Can you elaborate more or put a link for the light sensor?
@@lwjl8893
In my tongue box I glued (RTV of some sort?) a magnetic reed switch near the hinge (wired side of switch on box side and unwired side, just a magnet in a plastic housing, to the lid) and then glued a "12vdc photocell" (Amazon has them from $8 and up, find one with a housing shape that will fit your install location) so the "eye" protrudes from under a lip inside the box so it can sense the ambient light condition. I mounted the photocell as far from my light fixture as practical and angled away a bit, and then verified it worked by covering "eye" and again at night to ensure the license plate light did not trick it into thinking it was daylight. I glued a pair of license plate lights under that same lip in my box. All of it is out of harms way when loading crap into or out and it almost completely out of sight, until the lights come on and it's full daylight inside the box.
The magnetic reed switch has three terminals, a negative (?), a "normally open" (NO) contact, and a "normally closed" (NC) contact. You'll use only two of these. For this application you want the normally closed terminal so the reed switch is not connected with magnet near the base. The other terminal (NO) is unwired. This way anytime the lid is opened the light circuit is completed (either light on or power applied to photocell, see next). If the lid is closed, no circuit, no light and no power drain.
The photocell also has three wires but you need all three this time. Most have a simple wire diagram on side of cell. Basically you add cell into you circuit using "pos" and "neg" lines, but connect your license plate light fixture to that same neg AND the "load" line. The cell has a small microprocessor that needs power to operate, and then it only passes power thru to "load" if it senses darkness.
Both are wired in series, battery positive --> reed switch (see above for NO vs NC) --> photocell (see above for "load" connection) --> license plate light (or several) --> back to battery negative.
I hope this makes sense and helps you out. All cheap stuff from Amazon, and good DIY project. Get the kids involved and lay it out on a piece of scrap wood and bring it over to the battery to test and play with it, good simple teaching tool for basic electricity.

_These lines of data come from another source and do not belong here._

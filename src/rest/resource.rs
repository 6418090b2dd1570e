//! Shared plumbing for Render resources.
//!
//! Every resource wraps a [`Resource`], which holds the shared transport and
//! converts raw JSON payloads into typed models. Conversion failures become
//! [`Validation`](crate::ErrorKind::Validation) errors.

use std::sync::Arc;

use futures::future::{BoxFuture, FutureExt};
use serde::de::DeserializeOwned;
use serde::Serialize;
use serde_json::Value;

use crate::clients::{HttpClient, HttpMethod, HttpRequest, HttpResponse, QueryValue, RenderError};
use crate::pagination::CursorItem;

/// A page fetcher as accepted by [`paginate`](crate::pagination::paginate).
pub type PageFetcher<T> = Box<
    dyn FnMut(Option<String>, Option<u32>) -> BoxFuture<'static, Result<Vec<CursorItem<T>>, RenderError>>
        + Send,
>;

/// Base for resource clients: the shared transport plus payload validation.
#[derive(Clone, Debug)]
pub struct Resource {
    http: Arc<HttpClient>,
}

impl Resource {
    /// Creates a resource base over the shared transport.
    #[must_use]
    pub const fn new(http: Arc<HttpClient>) -> Self {
        Self { http }
    }

    /// Returns the shared transport.
    #[must_use]
    pub const fn http(&self) -> &Arc<HttpClient> {
        &self.http
    }

    /// Converts a response payload into `T`.
    ///
    /// # Errors
    ///
    /// Returns a `Validation` error if the payload does not match `T`.
    pub fn validate<T: DeserializeOwned>(data: Option<Value>) -> Result<T, RenderError> {
        serde_json::from_value(data.unwrap_or(Value::Null)).map_err(|e| {
            RenderError::validation(
                format!("Response validation failed: {e}"),
                Some(Box::new(e)),
            )
        })
    }

    /// Converts a JSON array payload into a `Vec<T>`, reporting the index of
    /// the first element that does not match.
    ///
    /// # Errors
    ///
    /// Returns a `Validation` error if the payload is not an array or an
    /// element does not match `T`.
    pub fn validate_items<T: DeserializeOwned>(data: Option<Value>) -> Result<Vec<T>, RenderError> {
        let Some(Value::Array(values)) = data else {
            return Err(RenderError::validation(
                "Response validation failed: expected an array",
                None,
            ));
        };

        values
            .into_iter()
            .enumerate()
            .map(|(index, value)| {
                serde_json::from_value(value).map_err(|e| {
                    RenderError::validation(
                        format!("Response validation failed at index {index}: {e}"),
                        Some(Box::new(e)),
                    )
                })
            })
            .collect()
    }

    /// Converts a response envelope into `T`, keeping its request id on
    /// failure.
    ///
    /// # Errors
    ///
    /// Returns a `Validation` error if the payload does not match `T`.
    pub fn parse<T: DeserializeOwned>(response: HttpResponse) -> Result<T, RenderError> {
        let request_id = response.request_id().map(String::from);
        Self::validate(response.data).map_err(|e| e.with_request_id(request_id))
    }

    /// Serializes a request input into a JSON body.
    ///
    /// # Errors
    ///
    /// Returns an `InvalidRequest` error if `input` cannot be represented as
    /// JSON.
    pub fn to_body<I: Serialize>(input: &I) -> Result<Value, RenderError> {
        serde_json::to_value(input).map_err(|e| {
            RenderError::invalid_request(format!("Failed to serialize request body: {e}"))
        })
    }

    /// Builds a page fetcher for a list endpoint.
    ///
    /// `filters` are sent with every page; the fetcher adds `cursor` and
    /// `limit`. Each element of the response is parsed as the wire wrapper
    /// `W` and converted into a [`CursorItem`].
    pub fn page_fetcher<W, T>(
        &self,
        path: &'static str,
        filters: Vec<(String, QueryValue)>,
    ) -> PageFetcher<T>
    where
        W: DeserializeOwned + Into<CursorItem<T>> + Send + 'static,
        T: Send + 'static,
    {
        let http = Arc::clone(&self.http);
        Box::new(move |cursor, limit| {
            let request = filters
                .iter()
                .fold(HttpRequest::builder(HttpMethod::Get, path), |builder, (k, v)| {
                    builder.query_param(k.clone(), v.clone())
                })
                .query_param_opt("cursor", cursor)
                .query_param_opt("limit", limit)
                .build();
            let http = Arc::clone(&http);
            async move {
                let response = http.execute(request).await?;
                let request_id = response.request_id().map(String::from);
                let wrapped: Vec<W> = Self::validate_items(response.data)
                    .map_err(|e| e.with_request_id(request_id))?;
                Ok(wrapped.into_iter().map(Into::into).collect())
            }
            .boxed()
        })
    }
}

/// Percent-encodes a single path segment (e.g., a resource id).
#[must_use]
pub fn path_segment(id: &str) -> String {
    urlencoding::encode(id).into_owned()
}

#[cfg(test)]
mod tests {
    use super::*;
    use crate::clients::ErrorKind;
    use serde::Deserialize;
    use serde_json::json;

    #[derive(Debug, Deserialize, PartialEq)]
    struct Named {
        name: String,
    }

    #[test]
    fn test_validate_typed_payload() {
        let named: Named = Resource::validate(Some(json!({"name": "web"}))).unwrap();
        assert_eq!(named.name, "web");
    }

    #[test]
    fn test_validate_mismatch_is_validation_error() {
        let error = Resource::validate::<Named>(Some(json!({"name": 1}))).unwrap_err();
        assert_eq!(error.kind(), ErrorKind::Validation);
        assert!(error.message().starts_with("Response validation failed"));
    }

    #[test]
    fn test_validate_missing_payload() {
        let error = Resource::validate::<Named>(None).unwrap_err();
        assert_eq!(error.kind(), ErrorKind::Validation);

        Resource::validate::<()>(None).unwrap();
    }

    #[test]
    fn test_validate_items_reports_index() {
        let data = json!([{"name": "a"}, {"name": "b"}, {"nope": true}]);
        let error = Resource::validate_items::<Named>(Some(data)).unwrap_err();

        assert_eq!(error.kind(), ErrorKind::Validation);
        assert!(error.message().contains("at index 2"), "{}", error.message());
    }

    #[test]
    fn test_validate_items_requires_array() {
        let error = Resource::validate_items::<Named>(Some(json!({"name": "a"}))).unwrap_err();
        assert!(error.message().contains("expected an array"));
    }

    #[test]
    fn test_parse_keeps_request_id() {
        let mut headers = std::collections::HashMap::new();
        headers.insert("x-request-id".to_string(), vec!["req_7".to_string()]);
        let response = HttpResponse::new(200, headers, Some(json!([])));

        let error = Resource::parse::<Named>(response).unwrap_err();
        assert_eq!(error.request_id(), Some("req_7"));
    }

    #[test]
    fn test_path_segment_encoding() {
        assert_eq!(path_segment("prj-abc123"), "prj-abc123");
        assert_eq!(path_segment("a/b c"), "a%2Fb%20c");
    }
}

Badass videos helping me alot with my 2021 taco
You did a very clean install!
great video, thanks for the explanation
Great video! I will also install it on my car. It's very useful. 👍
If only my father had this back in the 90s i wouldn't be holding the damn flashlight and getting yelled at, DAMMIT, I found this on AliExpress and I'm getting two thank you for making this video
I could never hold the flashlight right either! 🤣
Thank You so much!!
2 years later. How well does that one work and is it still bright?
How many hours open before draining the batt?
That helps. Bought mine on ebay. Didn't come with instructions.
I’m curious why the fuse is on the ground n not the positive?
Shouldn't be, you're right
@@andrejwalilko634 I switch it cause I wasn’t comfortable with the power not being fuse
Awkward. Why did they really do put the fuse on the ground anyways?